But the economics also seem to favor love. Your passion matters more; ergo, how passion-building the show is matters more economically as well as creatively; ergo, on average, it's worth it to them to build deep attachments; ergo, on average, they make more interesting and daring shows meant to be loved deeply, not necessarily broadly.

That's not always true, not by a long shot. There's still a lot of room for terrific broadcast TV. But on average, premium cable shows are better and smarter for the people they target than broadcast shows, and the fact that monetizing enthusiasm is woven into the business model certainly seems to be part of the reason. And so the Age of Enthusiasm is the Age of Premium Cable.

That's why you sometimes hear that HBO doesn't care about ratings, which is both true and not true.

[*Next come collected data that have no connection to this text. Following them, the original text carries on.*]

//! Sampling of wire labels.

use rand_core::{CryptoRng, RngCore};

use crate::{block::LABEL_LEN, Block, CryptoError};

/// Draw a fresh uniformly random label.
///
/// Uses the fallible `try_fill_bytes`, so a broken entropy source surfaces as
/// `CryptoError::RandomnessUnavailable` instead of a panic. There is no retry.
#[inline]
pub fn new_label<R: RngCore + CryptoRng>(rng: &mut R) -> Result<Block, CryptoError> {
    let mut bytes = [0u8; LABEL_LEN];
    rng.try_fill_bytes(&mut bytes)?;
    Ok(Block::new(bytes))
}

/// Draw `num` independent labels.
pub fn new_labels<R: RngCore + CryptoRng>(
    rng: &mut R,
    num: usize,
) -> Result<Vec<Block>, CryptoError> {
    (0..num).map(|_| new_label(rng)).collect()
}

#[cfg(test)]
pub(crate) mod tests {
    use super::*;
    use rand::rngs::OsRng;
    use std::collections::HashSet;

    /// An RNG whose entropy source is always exhausted.
    pub(crate) struct BrokenRng;

    impl RngCore for BrokenRng {
        fn next_u32(&mut self) -> u32 {
            unimplemented!()
        }

        fn next_u64(&mut self) -> u64 {
            unimplemented!()
        }

        fn fill_bytes(&mut self, _dest: &mut [u8]) {
            unimplemented!()
        }

        fn try_fill_bytes(&mut self, _dest: &mut [u8]) -> Result<(), rand::Error> {
            Err(rand::Error::new("entropy source exhausted"))
        }
    }

    impl CryptoRng for BrokenRng {}

    #[test]
    fn test_new_labels_distinct() {
        let labels = new_labels(&mut OsRng, 1000).unwrap();
        let set: HashSet<Block> = labels.iter().copied().collect();
        assert_eq!(set.len(), labels.len());
    }

    #[test]
    fn test_broken_rng() {
        let err = new_label(&mut BrokenRng).unwrap_err();
        assert!(matches!(err, CryptoError::RandomnessUnavailable(_)));
    }
}
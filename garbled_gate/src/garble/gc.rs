//! Define the wires and the garbled table of a single gate.

use circuit::{GateType, NROWS};
use crypto_core::{new_label, Block, CryptoError};
use rand::{CryptoRng, Rng};

/// The two labels of a wire. `label0` stands for 0, `label1` for 1.
///
/// Which label means which value is known only to whoever holds the `Wire`;
/// the bytes of a label carry no hint of it.
#[derive(Debug, Clone, Copy, PartialEq, Eq)]
pub struct Wire {
    label0: Block,
    label1: Block,
}

impl Wire {
    pub fn new(label0: Block, label1: Block) -> Self {
        debug_assert_ne!(label0, label1, "the two labels of a wire MUST differ");
        Self { label0, label1 }
    }

    /// Draw both labels independently from `rng`.
    pub fn random<R: Rng + CryptoRng>(rng: &mut R) -> Result<Self, CryptoError> {
        let label0 = new_label(rng)?;
        let label1 = new_label(rng)?;
        Ok(Self::new(label0, label1))
    }

    #[inline]
    pub fn label(&self, bit: bool) -> Block {
        if bit {
            self.label1
        } else {
            self.label0
        }
    }

    #[inline]
    pub fn label0(&self) -> Block {
        self.label0
    }

    #[inline]
    pub fn label1(&self) -> Block {
        self.label1
    }

    /// The value `label` stands for on this wire, `None` if it is not one of its labels.
    pub fn decode(&self, label: &Block) -> Option<bool> {
        if *label == self.label0 {
            Some(false)
        } else if *label == self.label1 {
            Some(true)
        } else {
            None
        }
    }
}

/// Key of a table row: the byte-wise XOR of the two input labels.
///
/// NOTE: the labels are used directly as key material, without a key
/// derivation function. This is demonstration-grade garbling and gives no
/// formal hiding guarantee beyond what XOR of two random 16-byte labels
/// offers. It is also symmetric, so the order of `l1` and `l2` does not matter.
#[inline]
pub fn row_key(l1: Block, l2: Block) -> Block {
    l1 ^ l2
}

/// A garbled gate: its type and one ciphertext per input combination.
///
/// `table[i]` encrypts the output label for input bits `(i >> 1, i & 1)`.
/// The rows are NOT permuted, so an evaluator has to try every entry.
#[derive(Debug, Clone, PartialEq, Eq)]
pub struct GarbledGate {
    pub gate_type: GateType,
    pub table: [Vec<u8>; NROWS],
}

impl GarbledGate {
    pub fn new(gate_type: GateType, table: [Vec<u8>; NROWS]) -> Self {
        Self { gate_type, table }
    }
}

They don't care nearly as much as, say, CBS does. But they would care if the ratings were such that a show couldn't affect an appreciable number of people's decisions about subscribing to HBO.

Basic cable is a little different — broad is good for them, because they have ad revenue. But deep is good for them, because they want you to insist that your cable company carry their channel. Consider a channel like Bravo. On one hand, a big audience watches lots of ads. But on the other hand, an impassioned audience is going to freak out if a cable company decides to hold the line on what it's paying to carry the channel and the result is that they can't see The Real Housewives Of New Jersey.

They'll care. They'll complain. And hell, if that happens enough times, maybe they'll cut the cord.

You'd think enthusiasts would understand this, that they'd have enough familiarity with the workings of television supported by ad sales that they would know it was about breadth and not depth in most cases, particularly for broadcast.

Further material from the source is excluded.